• [Stored data entries]:

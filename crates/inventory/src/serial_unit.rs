use chrono::{DateTime, Utc};
use serde::{Deserialize, Serialize};

/// System-wide sequence of serial-unit codes.
///
/// Every received unit gets one, whether or not its item type tracks a
/// manufacturer serial. Codes look like `SU-20240301-000042`; the numeric
/// part is monotonic across days so codes never repeat.
#[derive(Debug, Clone, PartialEq, Eq, Serialize, Deserialize)]
pub struct SerialUnitSequence {
    prefix: String,
    last: u64,
}

impl SerialUnitSequence {
    pub fn new(prefix: impl Into<String>) -> Self {
        Self {
            prefix: prefix.into(),
            last: 0,
        }
    }

    pub fn prefix(&self) -> &str {
        &self.prefix
    }

    /// Switch the prefix of future codes. The counter carries on, so codes
    /// stay unique across prefixes.
    pub fn set_prefix(&mut self, prefix: &str) {
        if self.prefix != prefix {
            self.prefix = prefix.to_string();
        }
    }

    pub fn next_code(&mut self, at: DateTime<Utc>) -> String {
        self.last += 1;
        format!("{}-{}-{:06}", self.prefix, at.format("%Y%m%d"), self.last)
    }

    /// Draw `n` consecutive codes.
    pub fn take(&mut self, n: usize, at: DateTime<Utc>) -> Vec<String> {
        (0..n).map(|_| self.next_code(at)).collect()
    }
}

impl Default for SerialUnitSequence {
    fn default() -> Self {
        Self::new("SU")
    }
}

#[cfg(test)]
mod tests {
    use super::*;
    use chrono::TimeZone;

    #[test]
    fn codes_carry_date_and_monotonic_counter() {
        let mut seq = SerialUnitSequence::default();
        let day1 = Utc.with_ymd_and_hms(2024, 3, 1, 8, 0, 0).unwrap();
        let day2 = Utc.with_ymd_and_hms(2024, 3, 2, 8, 0, 0).unwrap();

        assert_eq!(seq.take(2, day1), vec!["SU-20240301-000001", "SU-20240301-000002"]);
        assert_eq!(seq.next_code(day2), "SU-20240302-000003");
    }

    #[test]
    fn new_prefix_keeps_counting() {
        let mut seq = SerialUnitSequence::default();
        let day = Utc.with_ymd_and_hms(2024, 3, 1, 8, 0, 0).unwrap();
        let _ = seq.next_code(day);
        seq.set_prefix("UNIT");
        assert_eq!(seq.next_code(day), "UNIT-20240301-000002");
    }
}
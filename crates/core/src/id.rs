//! Strongly-typed identifiers used across the domain.
//!
//! Records that live in relational tables (requests, warehouses, instances, ...)
//! use numeric surrogate keys. Actors come from the identity provider of the
//! web layer and keep a UUID.

use core::str::FromStr;
use serde::{Deserialize, Serialize};
use uuid::Uuid;

use crate::error::DomainError;

/// Identifier of a user (actor identity).
#[derive(Debug, Copy, Clone, PartialEq, Eq, Hash, PartialOrd, Ord, Serialize, Deserialize)]
#[serde(transparent)]
pub struct UserId(Uuid);

impl UserId {
    /// Create a new identifier.
    ///
    /// Uses UUIDv7 (time-ordered). Prefer passing IDs explicitly in tests
    /// for determinism.
    pub fn new() -> Self {
        Self(Uuid::now_v7())
    }

    pub fn from_uuid(uuid: Uuid) -> Self {
        Self(uuid)
    }

    pub fn as_uuid(&self) -> &Uuid {
        &self.0
    }
}

impl Default for UserId {
    fn default() -> Self {
        Self::new()
    }
}

impl core::fmt::Display for UserId {
    fn fmt(&self, f: &mut core::fmt::Formatter<'_>) -> core::fmt::Result {
        core::fmt::Display::fmt(&self.0, f)
    }
}

impl From<Uuid> for UserId {
    fn from(value: Uuid) -> Self {
        Self(value)
    }
}

impl FromStr for UserId {
    type Err = DomainError;

    fn from_str(s: &str) -> Result<Self, Self::Err> {
        let uuid =
            Uuid::from_str(s).map_err(|e| DomainError::invalid_id(format!("UserId: {e}")))?;
        Ok(Self(uuid))
    }
}

/// Declare a numeric surrogate-key newtype.
///
/// The generated type is `Copy`, ordered, serde-transparent, displays as the
/// bare number and parses from it.
#[macro_export]
macro_rules! define_id {
    ($(#[$meta:meta])* $t:ident, $name:literal) => {
        $(#[$meta])*
        #[derive(
            Debug, Copy, Clone, PartialEq, Eq, Hash, PartialOrd, Ord,
            serde::Serialize, serde::Deserialize,
        )]
        #[serde(transparent)]
        pub struct $t(u64);

        impl $t {
            pub const fn new(value: u64) -> Self {
                Self(value)
            }

            pub const fn get(self) -> u64 {
                self.0
            }
        }

        impl core::fmt::Display for $t {
            fn fmt(&self, f: &mut core::fmt::Formatter<'_>) -> core::fmt::Result {
                core::fmt::Display::fmt(&self.0, f)
            }
        }

        impl From<u64> for $t {
            fn from(value: u64) -> Self {
                Self(value)
            }
        }

        impl From<$t> for u64 {
            fn from(value: $t) -> Self {
                value.0
            }
        }

        impl core::str::FromStr for $t {
            type Err = $crate::DomainError;

            fn from_str(s: &str) -> Result<Self, Self::Err> {
                s.trim()
                    .parse::<u64>()
                    .map(Self)
                    .map_err(|e| $crate::DomainError::invalid_id(format!("{}: {}", $name, e)))
            }
        }
    };
}

define_id!(
    /// Identifier of a warehouse (stock location).
    WarehouseId,
    "WarehouseId"
);
define_id!(
    /// Identifier of an organisational unit (the borrowing/receiving side).
    UnitId,
    "UnitId"
);
define_id!(
    /// Identifier of a room (venue) inside a unit.
    RoomId,
    "RoomId"
);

• [ACTIVITY]:
Please return every line of the records that contains the word "Deserialize".

• [RESULT OF THIS EXERCISE]:
use serde::{Deserialize, Serialize};
#[derive(Debug, Clone, PartialEq, Eq, Serialize, Deserialize)]
use serde::{Deserialize, Serialize};
#[derive(Debug, Copy, Clone, PartialEq, Eq, Hash, PartialOrd, Ord, Serialize, Deserialize)]
            serde::Serialize, serde::Deserialize,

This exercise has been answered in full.